The required output is the line that contains "dune-echo 0x123...,0x456... --type" through the last line of the data, retyped verbatim and with nothing added.

◆ INFORMATION SHOWN
——

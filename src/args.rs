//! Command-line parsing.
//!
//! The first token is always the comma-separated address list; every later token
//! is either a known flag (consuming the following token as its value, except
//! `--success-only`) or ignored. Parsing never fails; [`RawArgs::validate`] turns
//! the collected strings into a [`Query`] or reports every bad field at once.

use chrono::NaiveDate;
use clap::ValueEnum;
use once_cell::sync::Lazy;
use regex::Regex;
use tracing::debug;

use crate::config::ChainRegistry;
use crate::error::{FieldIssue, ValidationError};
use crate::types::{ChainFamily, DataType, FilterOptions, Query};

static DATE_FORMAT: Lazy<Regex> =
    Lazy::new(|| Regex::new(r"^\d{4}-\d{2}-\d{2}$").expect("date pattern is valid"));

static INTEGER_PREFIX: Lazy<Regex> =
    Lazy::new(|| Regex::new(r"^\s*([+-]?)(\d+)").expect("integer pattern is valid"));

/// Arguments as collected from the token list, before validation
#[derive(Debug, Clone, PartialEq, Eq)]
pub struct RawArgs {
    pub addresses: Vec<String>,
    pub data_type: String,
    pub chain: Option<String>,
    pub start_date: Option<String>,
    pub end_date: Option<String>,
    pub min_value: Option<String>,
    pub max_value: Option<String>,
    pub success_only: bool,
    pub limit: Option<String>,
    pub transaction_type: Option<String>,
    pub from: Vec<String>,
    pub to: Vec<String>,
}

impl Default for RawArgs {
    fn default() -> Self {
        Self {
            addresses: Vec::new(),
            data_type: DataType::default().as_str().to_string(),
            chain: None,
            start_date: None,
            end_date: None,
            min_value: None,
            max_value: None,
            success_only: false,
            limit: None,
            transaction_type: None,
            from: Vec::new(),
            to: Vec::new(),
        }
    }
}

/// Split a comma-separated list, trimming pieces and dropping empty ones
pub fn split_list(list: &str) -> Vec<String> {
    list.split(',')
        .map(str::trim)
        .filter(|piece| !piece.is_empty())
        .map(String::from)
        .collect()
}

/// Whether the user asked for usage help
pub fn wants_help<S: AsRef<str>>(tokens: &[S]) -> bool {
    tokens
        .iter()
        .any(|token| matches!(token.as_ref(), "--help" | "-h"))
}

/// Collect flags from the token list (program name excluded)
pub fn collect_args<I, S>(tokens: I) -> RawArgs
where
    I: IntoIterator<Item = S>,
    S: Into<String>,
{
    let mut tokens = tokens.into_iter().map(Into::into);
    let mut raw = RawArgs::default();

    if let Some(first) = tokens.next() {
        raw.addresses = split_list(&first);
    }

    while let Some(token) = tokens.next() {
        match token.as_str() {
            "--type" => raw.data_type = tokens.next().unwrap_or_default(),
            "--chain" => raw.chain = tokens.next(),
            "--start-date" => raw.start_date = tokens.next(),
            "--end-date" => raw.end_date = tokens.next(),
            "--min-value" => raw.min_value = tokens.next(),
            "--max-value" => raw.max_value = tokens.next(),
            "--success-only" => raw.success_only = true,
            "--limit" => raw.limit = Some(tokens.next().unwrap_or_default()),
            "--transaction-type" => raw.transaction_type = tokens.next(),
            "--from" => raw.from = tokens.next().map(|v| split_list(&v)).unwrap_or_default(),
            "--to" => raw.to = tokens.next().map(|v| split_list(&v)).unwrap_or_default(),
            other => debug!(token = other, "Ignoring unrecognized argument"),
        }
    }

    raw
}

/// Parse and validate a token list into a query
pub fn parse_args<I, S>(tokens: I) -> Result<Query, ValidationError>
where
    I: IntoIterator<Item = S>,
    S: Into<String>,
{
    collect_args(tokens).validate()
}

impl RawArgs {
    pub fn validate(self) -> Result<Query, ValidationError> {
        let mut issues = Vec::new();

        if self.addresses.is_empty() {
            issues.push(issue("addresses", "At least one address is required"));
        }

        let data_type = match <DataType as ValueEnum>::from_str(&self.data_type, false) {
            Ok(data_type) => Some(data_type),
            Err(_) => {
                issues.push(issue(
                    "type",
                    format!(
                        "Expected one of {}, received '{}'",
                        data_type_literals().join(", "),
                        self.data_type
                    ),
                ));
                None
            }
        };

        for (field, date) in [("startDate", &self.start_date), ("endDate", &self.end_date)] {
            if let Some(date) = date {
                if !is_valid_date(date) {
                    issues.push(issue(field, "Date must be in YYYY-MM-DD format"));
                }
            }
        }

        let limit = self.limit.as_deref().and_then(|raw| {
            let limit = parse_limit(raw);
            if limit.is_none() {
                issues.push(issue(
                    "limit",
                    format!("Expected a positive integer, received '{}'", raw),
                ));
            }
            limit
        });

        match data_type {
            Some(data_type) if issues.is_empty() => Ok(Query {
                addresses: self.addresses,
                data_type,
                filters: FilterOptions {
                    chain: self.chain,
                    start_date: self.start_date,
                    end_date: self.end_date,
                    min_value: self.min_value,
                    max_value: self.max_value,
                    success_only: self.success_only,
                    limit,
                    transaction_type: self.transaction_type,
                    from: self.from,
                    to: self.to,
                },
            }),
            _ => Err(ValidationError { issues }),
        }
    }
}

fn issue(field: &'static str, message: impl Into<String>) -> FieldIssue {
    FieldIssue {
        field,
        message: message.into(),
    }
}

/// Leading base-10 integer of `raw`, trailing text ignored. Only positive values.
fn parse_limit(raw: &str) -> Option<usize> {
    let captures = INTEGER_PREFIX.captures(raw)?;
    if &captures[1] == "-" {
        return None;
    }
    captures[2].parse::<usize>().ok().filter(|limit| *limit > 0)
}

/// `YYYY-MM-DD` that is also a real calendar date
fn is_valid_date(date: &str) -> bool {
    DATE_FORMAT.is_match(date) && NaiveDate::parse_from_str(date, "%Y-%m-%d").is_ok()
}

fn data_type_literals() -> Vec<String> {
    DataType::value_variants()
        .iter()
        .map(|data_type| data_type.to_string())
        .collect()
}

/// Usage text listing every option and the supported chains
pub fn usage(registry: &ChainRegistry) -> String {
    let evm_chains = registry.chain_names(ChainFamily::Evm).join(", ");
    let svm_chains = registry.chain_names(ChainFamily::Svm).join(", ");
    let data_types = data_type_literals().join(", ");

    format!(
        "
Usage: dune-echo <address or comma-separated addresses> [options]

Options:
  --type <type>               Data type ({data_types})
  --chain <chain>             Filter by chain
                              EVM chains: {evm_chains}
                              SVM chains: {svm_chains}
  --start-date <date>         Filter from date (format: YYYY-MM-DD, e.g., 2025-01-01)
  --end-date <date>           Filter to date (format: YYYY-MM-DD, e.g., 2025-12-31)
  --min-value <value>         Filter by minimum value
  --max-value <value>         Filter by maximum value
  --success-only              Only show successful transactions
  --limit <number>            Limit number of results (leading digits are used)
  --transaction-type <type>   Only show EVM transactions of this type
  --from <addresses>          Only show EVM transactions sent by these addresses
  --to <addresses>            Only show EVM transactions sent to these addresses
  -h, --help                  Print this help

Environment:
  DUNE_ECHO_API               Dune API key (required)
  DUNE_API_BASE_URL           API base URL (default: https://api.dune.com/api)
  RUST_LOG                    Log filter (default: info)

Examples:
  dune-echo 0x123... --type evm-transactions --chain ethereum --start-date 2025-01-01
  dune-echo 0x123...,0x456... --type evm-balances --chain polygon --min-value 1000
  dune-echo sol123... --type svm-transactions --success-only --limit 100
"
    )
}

——

◆ ANSWER TO THE PROBLEM
  dune-echo 0x123...,0x456... --type evm-balances --chain polygon --min-value 1000
  dune-echo sol123... --type svm-transactions --success-only --limit 100
"
    )
}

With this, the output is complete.